Maximum of minimum angle

Let $S$ be the set of these points. Let $C$ be its convex hull . Let $p \in S$ be a vertex of $C$ that has the smallest interior angle, and call this interior angle $\theta$ . Essentially, $p$ is a point of $S$ such that the remaining vertices are in the smallest possible angle.

Suppose the convex hull contains $n$ vertices, then the sum of its interior angles is $180^\circ \cdot (n-2)$ . This sum is divided into $n$ interior angles (the $n$ vertices of the convex hull), thus the minimum among them must be not greater than $180^\circ \cdot \frac{n-2}{n}$ . But this minimum is precisely $\theta$ by definition, so $\theta \le 180^\circ \cdot \frac{n-2}{n}$ .

Now, $\theta$ encompasses the remaining $6$ points of $S$ . Drawing a ray from $p$ to each of the other $6$ points divides $\theta$ into $5$ angles (and one exterior angle). Again, applying this real version of Pigeonhole Principle, the sum of five angles is $\theta$ and thus there is at least one of them that is not greater than $\frac{\theta}{5}$ .

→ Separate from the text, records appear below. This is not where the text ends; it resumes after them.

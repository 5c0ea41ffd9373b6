// src/plan/store.rs
use std::collections::{BTreeMap, HashMap, HashSet};

use rust_decimal::Decimal;
use tracing::info;

use crate::config::PlanRecord;
use crate::error::EngineError;
use crate::plan::item::PlanItem;

/// What a reload actually did, for operator visibility.
#[derive(Debug, Default, Clone, PartialEq, Eq)]
pub struct ReloadSummary {
    pub added: Vec<String>,
    pub updated: Vec<String>,
}

/// The set of tracked instruments, keyed by request id with a symbol index on
/// the side. Request ids are allocated monotonically from the base, so the
/// BTreeMap's key order is also insertion order; startup subscription and
/// shutdown cancellation walk it deterministically.
///
/// The store is the sole owner of `PlanItem` lifetimes; reload mutates items
/// in place and never deletes (disabling an instrument is the supported way
/// to retire it).
#[derive(Debug)]
pub struct TradingPlan {
    name: String,
    items: BTreeMap<i64, PlanItem>,
    by_symbol: HashMap<String, i64>,
    next_req_id: i64,
    discount_factor: Decimal,
}

impl TradingPlan {
    pub fn load(
        name: &str,
        base_req_id: i64,
        discount_factor: Decimal,
        records: &[PlanRecord],
    ) -> Result<Self, EngineError> {
        Self::validate_batch(records)?;

        let mut plan = Self {
            name: name.to_string(),
            items: BTreeMap::new(),
            by_symbol: HashMap::new(),
            next_req_id: base_req_id,
            discount_factor,
        };
        for record in records {
            plan.insert_new(record);
        }
        Ok(plan)
    }

    /// Merges a new set of records into the live plan. Existing symbols get
    /// their configured fields overwritten in place, unseen symbols are
    /// inserted with a fresh request id, and symbols absent from the batch
    /// are left alone. Validation runs over the whole batch first, so a bad
    /// record rejects the reload without touching anything.
    pub fn reload(&mut self, records: &[PlanRecord]) -> Result<ReloadSummary, EngineError> {
        Self::validate_batch(records)?;

        let mut summary = ReloadSummary::default();
        for record in records {
            match self.by_symbol.get(&record.symbol).copied() {
                Some(req_id) => {
                    if let Some(item) = self.items.get_mut(&req_id) {
                        item.apply_config(record, self.discount_factor);
                        summary.updated.push(record.symbol.clone());
                    }
                }
                None => {
                    self.insert_new(record);
                    summary.added.push(record.symbol.clone());
                }
            }
        }
        info!(
            plan = %self.name,
            added = summary.added.len(),
            updated = summary.updated.len(),
            "plan reloaded"
        );
        Ok(summary)
    }

    fn validate_batch(records: &[PlanRecord]) -> Result<(), EngineError> {
        let mut seen = HashSet::new();
        for record in records {
            record.validate()?;
            if !seen.insert(record.symbol.as_str()) {
                return Err(EngineError::Config(format!(
                    "duplicate symbol {} in plan",
                    record.symbol
                )));
            }
        }
        Ok(())
    }

    fn insert_new(&mut self, record: &PlanRecord) -> i64 {
        self.next_req_id += 1;
        let req_id = self.next_req_id;
        let item = PlanItem::new(record, req_id, self.discount_factor);
        self.by_symbol.insert(item.symbol.clone(), req_id);
        self.items.insert(req_id, item);
        req_id
    }

    pub fn get(&self, req_id: i64) -> Result<&PlanItem, EngineError> {
        self.items
            .get(&req_id)
            .ok_or(EngineError::UnknownRequestId(req_id))
    }

    pub fn get_mut(&mut self, req_id: i64) -> Result<&mut PlanItem, EngineError> {
        self.items
            .get_mut(&req_id)
            .ok_or(EngineError::UnknownRequestId(req_id))
    }

    pub fn get_by_symbol(&self, symbol: &str) -> Result<&PlanItem, EngineError> {
        let req_id = self.req_id_for(symbol)?;
        self.get(req_id)
    }

    pub fn get_by_symbol_mut(&mut self, symbol: &str) -> Result<&mut PlanItem, EngineError> {
        let req_id = self.req_id_for(symbol)?;
        self.get_mut(req_id)
    }

    fn req_id_for(&self, symbol: &str) -> Result<i64, EngineError> {
        self.by_symbol
            .get(symbol)
            .copied()
            .ok_or_else(|| EngineError::UnknownSymbol(symbol.to_string()))
    }

    /// Items in insertion order.
    pub fn iter(&self) -> impl Iterator<Item = &PlanItem> {
        self.items.values()
    }

    pub fn len(&self) -> usize {
        self.items.len()
    }

    pub fn is_empty(&self) -> bool {
        self.items.is_empty()
    }

    pub fn name(&self) -> &str {
        &self.name
    }

    /// Logs every plan row, the way the original program printed its plan at
    /// startup.
    pub fn log_plan(&self) {
        info!("trading plan {}:", self.name);
        for item in self.items.values() {
            info!("{item}");
        }
    }
}

#[cfg(test)]
mod tests {
    use std::str::FromStr;

    use super::*;

    fn factor() -> Decimal {
        Decimal::new(997, 3)
    }

    fn record(symbol: &str, buy: &str, long: i64) -> PlanRecord {
        PlanRecord {
            symbol: symbol.to_string(),
            enabled: true,
            target_buy_price: Decimal::from_str(buy).unwrap(),
            target_sell_price: None,
            target_long_pos: long,
            target_short_pos: 0,
            buy_attempt_limit: 3,
            sell_attempt_limit: 3,
        }
    }

    fn three_symbol_plan() -> TradingPlan {
        TradingPlan::load(
            "MarketWatcher",
            8800,
            factor(),
            &[
                record("FB", "152.00", 100),
                record("NVDA", "152.00", 200),
                record("QCOM", "63.80", 200),
            ],
        )
        .unwrap()
    }

    #[test]
    fn load_assigns_request_ids_in_record_order() {
        let plan = three_symbol_plan();
        let ids: Vec<(i64, String)> = plan
            .iter()
            .map(|item| (item.req_id, item.symbol.clone()))
            .collect();
        assert_eq!(
            ids,
            vec![
                (8801, "FB".to_string()),
                (8802, "NVDA".to_string()),
                (8803, "QCOM".to_string())
            ]
        );
    }

    #[test]
    fn load_rejects_duplicate_symbols() {
        let err = TradingPlan::load(
            "MarketWatcher",
            8800,
            factor(),
            &[record("FB", "152.00", 100), record("FB", "150.00", 50)],
        )
        .unwrap_err();
        assert!(matches!(err, EngineError::Config(_)));
    }

    #[test]
    fn reload_adds_unseen_symbol_with_fresh_request_id() {
        let mut plan = three_symbol_plan();
        let summary = plan.reload(&[record("AMD", "99.00", 50)]).unwrap();
        assert_eq!(summary.added, vec!["AMD".to_string()]);
        assert!(summary.updated.is_empty());

        let item = plan.get_by_symbol("AMD").unwrap();
        assert_eq!(item.req_id, 8804);
        assert_eq!(item.buy_attempted, 0);
        assert_eq!(item.sell_attempted, 0);
        assert_eq!(plan.len(), 4);
    }

    #[test]
    fn reload_preserves_runtime_state_on_existing_symbol() {
        let mut plan = three_symbol_plan();
        {
            let item = plan.get_by_symbol_mut("FB").unwrap();
            item.buy_attempted = 2;
            item.sell_attempted = 1;
            item.previous_price = Some(Decimal::from_str("151.50").unwrap());
            item.latest_pos = 40;
            item.previous_pos = 20;
            item.position_initialized = true;
            item.opening_price = Some(Decimal::from_str("149.90").unwrap());
            item.pending_order_id = Some(77);
        }

        let mut updated = record("FB", "160.00", 300);
        updated.enabled = false;
        let summary = plan.reload(&[updated]).unwrap();
        assert_eq!(summary.updated, vec!["FB".to_string()]);

        let item = plan.get_by_symbol("FB").unwrap();
        // Configured fields follow the new record.
        assert!(!item.enabled);
        assert_eq!(item.target_buy_price, Decimal::from_str("160.00").unwrap());
        assert_eq!(item.target_long_pos, 300);
        assert_eq!(
            item.target_sell_price,
            Decimal::from_str("159.52").unwrap()
        );
        // Runtime fields are untouched.
        assert_eq!(item.req_id, 8801);
        assert_eq!(item.buy_attempted, 2);
        assert_eq!(item.sell_attempted, 1);
        assert_eq!(item.previous_price, Some(Decimal::from_str("151.50").unwrap()));
        assert_eq!(item.latest_pos, 40);
        assert_eq!(item.previous_pos, 20);
        assert!(item.position_initialized);
        assert_eq!(item.opening_price, Some(Decimal::from_str("149.90").unwrap()));
        assert_eq!(item.pending_order_id, Some(77));
    }

    #[test]
    fn reload_leaves_absent_symbols_untouched() {
        let mut plan = three_symbol_plan();
        plan.reload(&[record("FB", "160.00", 300)]).unwrap();
        assert_eq!(plan.len(), 3);
        let nvda = plan.get_by_symbol("NVDA").unwrap();
        assert_eq!(nvda.target_buy_price, Decimal::from_str("152.00").unwrap());
    }

    #[test]
    fn bad_record_rejects_the_whole_reload() {
        let mut plan = three_symbol_plan();
        let mut bad = record("AMD", "99.00", 50);
        bad.target_short_pos = 10;
        let err = plan
            .reload(&[record("FB", "160.00", 300), bad])
            .unwrap_err();
        assert!(matches!(err, EngineError::Config(_)));

        // Nothing was applied, not even the valid leading record.
        assert_eq!(plan.len(), 3);
        let fb = plan.get_by_symbol("FB").unwrap();
        assert_eq!(fb.target_buy_price, Decimal::from_str("152.00").unwrap());
    }

    #[test]
    fn lookups_fail_cleanly() {
        let plan = three_symbol_plan();
        assert!(matches!(
            plan.get(9999),
            Err(EngineError::UnknownRequestId(9999))
        ));
        assert!(matches!(
            plan.get_by_symbol("TSLA"),
            Err(EngineError::UnknownSymbol(_))
        ));
    }
}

But this is one of the angles. Thus $\alpha$ cannot be greater than this. Thus, we have:

$\begin{aligned} \alpha^\circ &\le \frac{\theta}{5} \\ &\le \frac{1}{5} \cdot \left( 180^\circ \cdot \frac{n-2}{n} \right) \end{aligned}$

Since $n \le 7$ and $\frac{n-2}{n}$ is increasing for positive $n$ , we can bound this further:

$\begin{aligned} \alpha^\circ &\le \frac{1}{5} \cdot \left( 180^\circ \cdot \frac{n-2}{n} \right) \\ &\le \frac{1}{5} \cdot \left( 180^\circ \cdot \frac{7-2}{7} \right) \\ &= \frac{1}{5} \cdot 180^\circ \cdot \frac{5}{7} \\ &= \frac{180}{7}^\circ \end{aligned}$

So now we have an upper bound, $\alpha \le \frac{180}{7}$ . Can it be reached?

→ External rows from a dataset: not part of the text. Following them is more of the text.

//! Collision detection and response for the maze
//!
//! Two different probes are in play and must stay that way:
//! - walls block on the player's *center point*
//! - the cherry and the ghosts hit the player's *full bounding box*

use glam::IVec2;

use super::actor::{Ghost, Player};
use super::rect::Rect;

/// True iff `point` lies within the half-open bounds of `rect`
#[inline]
pub fn contains(rect: &Rect, point: IVec2) -> bool {
    rect.contains(point)
}

/// True iff the two rectangles overlap with non-zero area
#[inline]
pub fn intersects(a: &Rect, b: &Rect) -> bool {
    a.intersects(b)
}

/// Undo the player's last step once for every wall that holds its center.
///
/// Walls are checked in list order against the current position, so a revert
/// caused by one wall is visible to the walls after it. Returns the number of
/// reverts applied.
pub fn resolve_wall_collisions(player: &mut Player, walls: &[Rect]) -> u32 {
    let mut reverts = 0;
    for wall in walls {
        if contains(wall, player.center()) {
            player.revert_step();
            reverts += 1;
        }
    }
    reverts
}

/// Index of the first ghost whose box overlaps the player's box
pub fn find_capture(player: &Player, ghosts: &[Ghost]) -> Option<usize> {
    let bounds = player.bounds();
    ghosts
        .iter()
        .position(|ghost| intersects(&ghost.bounds(), &bounds))
}

/// Whether the player's box overlaps the cherry (if there is one)
pub fn touches_cherry(player: &Player, cherry: Option<&Rect>) -> bool {
    cherry.is_some_and(|cherry| intersects(&player.bounds(), cherry))
}
//! Game settings
//!
//! Loaded from an optional JSON file; anything missing falls back to the
//! defaults in [`crate::consts`].

use std::path::Path;
use std::time::Duration;

use serde::{Deserialize, Serialize};

use crate::consts::*;
use crate::sim::{Playfield, SimError};

/// Session configuration
#[derive(Debug, Clone, PartialEq, Eq, Serialize, Deserialize)]
#[serde(default)]
pub struct Settings {
    // === Playfield ===
    pub playfield_width: i32,
    pub playfield_height: i32,

    // === Scheduling ===
    /// Milliseconds between ticks
    pub tick_interval_ms: u64,
    /// Catch-up cap per frame
    pub max_substeps: u32,

    // === Determinism ===
    /// Fixed RNG seed; random when absent
    pub seed: Option<u64>,

    // === Driver ===
    /// Log a status line every this many ticks (0 disables)
    pub status_every_ticks: u64,
}

impl Default for Settings {
    fn default() -> Self {
        Self {
            playfield_width: PLAYFIELD_WIDTH,
            playfield_height: PLAYFIELD_HEIGHT,
            tick_interval_ms: TICK_INTERVAL_MS,
            max_substeps: MAX_SUBSTEPS,
            seed: None,
            status_every_ticks: 50,
        }
    }
}

impl Settings {
    pub fn tick_interval(&self) -> Duration {
        Duration::from_millis(self.tick_interval_ms)
    }

    /// Validated playfield
    pub fn playfield(&self) -> Result<Playfield, SimError> {
        Playfield::new(self.playfield_width, self.playfield_height)
    }

    /// Load settings from a JSON file, falling back to defaults
    pub fn load(path: &Path) -> Self {
        let json = match std::fs::read_to_string(path) {
            Ok(json) => json,
            Err(e) => {
                log::info!("No settings at {} ({e}), using defaults", path.display());
                return Self::default();
            }
        };

        match serde_json::from_str(&json) {
            Ok(settings) => {
                log::info!("Loaded settings from {}", path.display());
                settings
            }
            Err(e) => {
                log::warn!("Malformed settings in {}: {e}, using defaults", path.display());
                Self::default()
            }
        }
    }

    /// Save settings as pretty JSON
    pub fn save(&self, path: &Path) -> std::io::Result<()> {
        let json = serde_json::to_string_pretty(self)?;
        std::fs::write(path, json)?;
        log::info!("Settings saved to {}", path.display());
        Ok(())
    }
}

Indeed, it can. Just consider a regular heptagon.

Note that a regular polygon is circumscribable:

Thus, an angle made of three vertices of such polygon is an inscribed angle of the circle, whose measure we can simply compute as $180^\circ \cdot \frac{\text{arc length}}{\text{circle circumference}}$ .

The smallest angle made from the vertices of a circumscribable polygon must then be the angle that encloses the shortest arc (since the circle circumference is constant). For a regular heptagon, all the seven small arcs are equal in length, being 1/7 of a circle's circumference, so the smallest angle is $\frac{180}{7}^\circ$ . This matches with our upper bound, thus proving that the maximum value of $\alpha$ is $\boxed{\frac{180}{7} \approx 25.714}$ .